Exploring the TRIM15 protein interaction network as a drug target using machine learning in pancreatic cancer

Abstract

Pancreatic cancer is among the most lethal cancers with a 5-year survival rate of only 13%. Due to its late-stage diagnosis and high metastatic potential, there is a critical need to better understand its molecular mechanisms to develop effective treatments. Tripartite motif containing 15 (TRIM15), a member of the TRIM protein family, plays a role in tumor progression, immune evasion, and lipid metabolism reprogramming, but its role in apoptosis and immune-related pathways remains unclear.
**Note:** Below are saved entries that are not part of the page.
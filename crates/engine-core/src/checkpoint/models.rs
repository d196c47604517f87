use model::{key::MigrationKey, status::MigrationStatus};

/// A fully populated checkpoint row as written by the indexer.
#[derive(Debug, Clone)]
pub struct WorkItem {
    pub key: MigrationKey,
    pub parent_id: Option<String>,
    pub status: MigrationStatus,
    pub from_storage_location_id: Option<i64>,
    pub from_file_handle_id: Option<String>,
}

impl WorkItem {
    /// Index-only marker row for a walked container.
    pub fn container_marker(key: MigrationKey, parent_id: Option<String>) -> Self {
        WorkItem {
            key,
            parent_id,
            status: MigrationStatus::Indexed,
            from_storage_location_id: None,
            from_file_handle_id: None,
        }
    }
}

/// A pending payload row handed to the scheduler.
#[derive(Debug, Clone)]
pub struct PendingItem {
    pub key: MigrationKey,
    pub from_file_handle_id: Option<String>,
}

/// Scan position over the composite key order.
///
/// Absent key components are substituted with a `-1` sentinel so the range
/// predicate stays closed under plain SQL comparison; the resulting order is
/// the same "absent sorts first" total order the scheduler requires.
#[derive(Debug, Clone, PartialEq, Eq)]
pub struct ScanCursor {
    pub id: String,
    pub version: i64,
    pub row_id: i64,
    pub col_id: i64,
}

impl ScanCursor {
    pub const SENTINEL: i64 = -1;

    /// Position strictly before every real key.
    pub fn start() -> Self {
        ScanCursor {
            id: String::new(),
            version: Self::SENTINEL,
            row_id: Self::SENTINEL,
            col_id: Self::SENTINEL,
        }
    }

    /// Move the cursor to the given dispatched key.
    pub fn advance(&mut self, key: &MigrationKey) {
        self.id.clone_from(&key.id);
        self.version = key.version.unwrap_or(Self::SENTINEL);
        self.row_id = key.row_id.unwrap_or(Self::SENTINEL);
        self.col_id = key.col_id.unwrap_or(Self::SENTINEL);
    }
}

/// A payload row read back for reporting.
#[derive(Debug, Clone)]
pub struct OutcomeRow {
    /// Internal store rowid, used only to page the result cursor.
    pub rowid: i64,
    pub key: MigrationKey,
    pub from_storage_location_id: Option<i64>,
    pub from_file_handle_id: Option<String>,
    pub to_file_handle_id: Option<String>,
    pub status: MigrationStatus,
    pub exception: Option<String>,
}
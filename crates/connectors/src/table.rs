use serde::{Deserialize, Serialize};

/// Type of a table column, as reported by the column model endpoint.
#[derive(Debug, Clone, Copy, PartialEq, Eq, Serialize, Deserialize)]
#[serde(rename_all = "UPPERCASE")]
pub enum ColumnType {
    String,
    Integer,
    Double,
    Boolean,
    Date,
    EntityId,
    FileHandleId,
    LargeText,
    Link,
}

impl ColumnType {
    pub fn is_file_handle(self) -> bool {
        matches!(self, ColumnType::FileHandleId)
    }
}

/// Column metadata of a table entity.
#[derive(Debug, Clone, PartialEq, Eq, Serialize, Deserialize)]
pub struct ColumnModel {
    pub id: i64,
    pub name: String,
    pub column_type: ColumnType,
}

/// One row of a file-handle column projection of a table query.
///
/// `cells` is positionally aligned with the queried columns; empty cells are
/// `None`.
#[derive(Debug, Clone, PartialEq, Eq)]
pub struct TableRow {
    pub row_id: i64,
    pub row_version: i64,
    pub cells: Vec<Option<String>>,
}
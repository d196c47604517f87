use serde::{Deserialize, Serialize};
use std::fmt;

/// Lifecycle status of a checkpoint row.
///
/// During a run a row only moves forward: `Indexed` into `Migrated` or
/// `Errored`. A later run against the same checkpoint may move `Errored`
/// back through the scheduler and end at `Migrated`.
#[derive(Debug, Clone, Copy, PartialEq, Eq, Hash, Serialize, Deserialize)]
#[serde(rename_all = "snake_case")]
pub enum MigrationStatus {
    Indexed,
    Migrated,
    AlreadyMigrated,
    Errored,
}

impl MigrationStatus {
    /// Integer code stored in the checkpoint file. The on-disk encoding is a
    /// resumption compatibility surface and must not change.
    pub fn code(self) -> i64 {
        match self {
            MigrationStatus::Indexed => 1,
            MigrationStatus::Migrated => 2,
            MigrationStatus::AlreadyMigrated => 3,
            MigrationStatus::Errored => 4,
        }
    }

    pub fn from_code(code: i64) -> Option<Self> {
        match code {
            1 => Some(MigrationStatus::Indexed),
            2 => Some(MigrationStatus::Migrated),
            3 => Some(MigrationStatus::AlreadyMigrated),
            4 => Some(MigrationStatus::Errored),
            _ => None,
        }
    }

    /// Name used in reports and the tabular export.
    pub fn name(self) -> &'static str {
        match self {
            MigrationStatus::Indexed => "INDEXED",
            MigrationStatus::Migrated => "MIGRATED",
            MigrationStatus::AlreadyMigrated => "ALREADY_MIGRATED",
            MigrationStatus::Errored => "ERRORED",
        }
    }
}

impl fmt::Display for MigrationStatus {
    fn fmt(&self, f: &mut fmt::Formatter<'_>) -> fmt::Result {
        f.write_str(self.name())
    }
}
use serde::{Deserialize, Serialize};
use std::fmt;
use std::str::FromStr;
use thiserror::Error;

/// A strategy value that matched none of the accepted spellings.
#[derive(Debug, Clone, Error, PartialEq, Eq)]
#[error("invalid value {value:?} passed for {field}")]
pub struct InvalidStrategy {
    pub field: &'static str,
    pub value: String,
}

/// How file entities are migrated. Leaving the strategy unset skips file
/// entities entirely.
#[derive(Debug, Clone, Copy, PartialEq, Eq, Serialize, Deserialize)]
#[serde(rename_all = "lowercase")]
pub enum FileVersionStrategy {
    /// Copy the current payload and create a new entity version for it.
    New,
    /// Migrate every existing version in place.
    All,
    /// Migrate only the latest version in place.
    Latest,
}

impl FileVersionStrategy {
    pub fn as_str(self) -> &'static str {
        match self {
            FileVersionStrategy::New => "new",
            FileVersionStrategy::All => "all",
            FileVersionStrategy::Latest => "latest",
        }
    }
}

impl FromStr for FileVersionStrategy {
    type Err = InvalidStrategy;

    fn from_str(value: &str) -> Result<Self, Self::Err> {
        match value {
            "new" => Ok(FileVersionStrategy::New),
            "all" => Ok(FileVersionStrategy::All),
            "latest" => Ok(FileVersionStrategy::Latest),
            _ => Err(InvalidStrategy {
                field: "file_version_strategy",
                value: value.to_string(),
            }),
        }
    }
}

impl fmt::Display for FileVersionStrategy {
    fn fmt(&self, f: &mut fmt::Formatter<'_>) -> fmt::Result {
        f.write_str(self.as_str())
    }
}

/// How table attached files are migrated. Leaving the strategy unset skips
/// table entities entirely.
#[derive(Debug, Clone, Copy, PartialEq, Eq, Serialize, Deserialize)]
#[serde(rename_all = "lowercase")]
pub enum TableStrategy {
    /// Snapshot each table before migrating its first cell.
    Snapshot,
    /// Migrate cells without creating snapshots.
    NoSnapshot,
}

impl TableStrategy {
    pub fn as_str(self) -> &'static str {
        match self {
            TableStrategy::Snapshot => "snapshot",
            TableStrategy::NoSnapshot => "nosnapshot",
        }
    }
}

impl FromStr for TableStrategy {
    type Err = InvalidStrategy;

    fn from_str(value: &str) -> Result<Self, Self::Err> {
        match value {
            "snapshot" => Ok(TableStrategy::Snapshot),
            "nosnapshot" => Ok(TableStrategy::NoSnapshot),
            _ => Err(InvalidStrategy {
                field: "table_strategy",
                value: value.to_string(),
            }),
        }
    }
}

impl fmt::Display for TableStrategy {
    fn fmt(&self, f: &mut fmt::Formatter<'_>) -> fmt::Result {
        f.write_str(self.as_str())
    }
}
Moreover, immune checkpoint proteins such as PD-L1 and VISTA have been associated with cancer progression and poor survival by contributing significantly to the tumor microenvironment. In this context, in order to better understand the effects of TRIM15 and its neighboring genes on pancreatic cancer, other genes interacting with these genes were obtained from NCBI and BioGRID databases. In the topological analysis of the protein-protein interaction network, 191 proteins in which TRIM15 is involved were identified and the expression profiles of these proteins in pancreatic cancer were analyzed using the Expression Atlas database. These analyses revealed 73 differentially expressed proteins compared to normal individuals, and high accuracy (> 0.90) was achieved with machine learning algorithms. These proteins were identified as drug targets and 50 drug candidates were identified through the L1000CSD2 database. As a result of the TF-IDF calculations performed for innovation, impartozole with a TF-IDF value of 0 was selected as a potential drug candidate for the treatment of pancreatic cancer. Importin-beta 1, which is overexpressed in many cancers, is associated with tumor progression and its inhibitor, importazole, exhibits antitumor activity by inducing G2/M cell cycle arrest and apoptosis. Here, TRIM15 regulation, apoptosis mechanism and immune checkpoint mechanisms were investigated to reveal the role of importazole on the underlying mechanisms of pancreatic cancer progression. The findings show that importazole administration suppressed the expression level of TRIM15 and VISTA in AsPC-1 pancreatic cancer cells and triggered the apoptosis mechanism. These results suggest that importazole may be a potential therapeutic target forTRIM15 and VISTA in pancreatic cancer and may contribute to the development of innovative strategies for cancer treatment.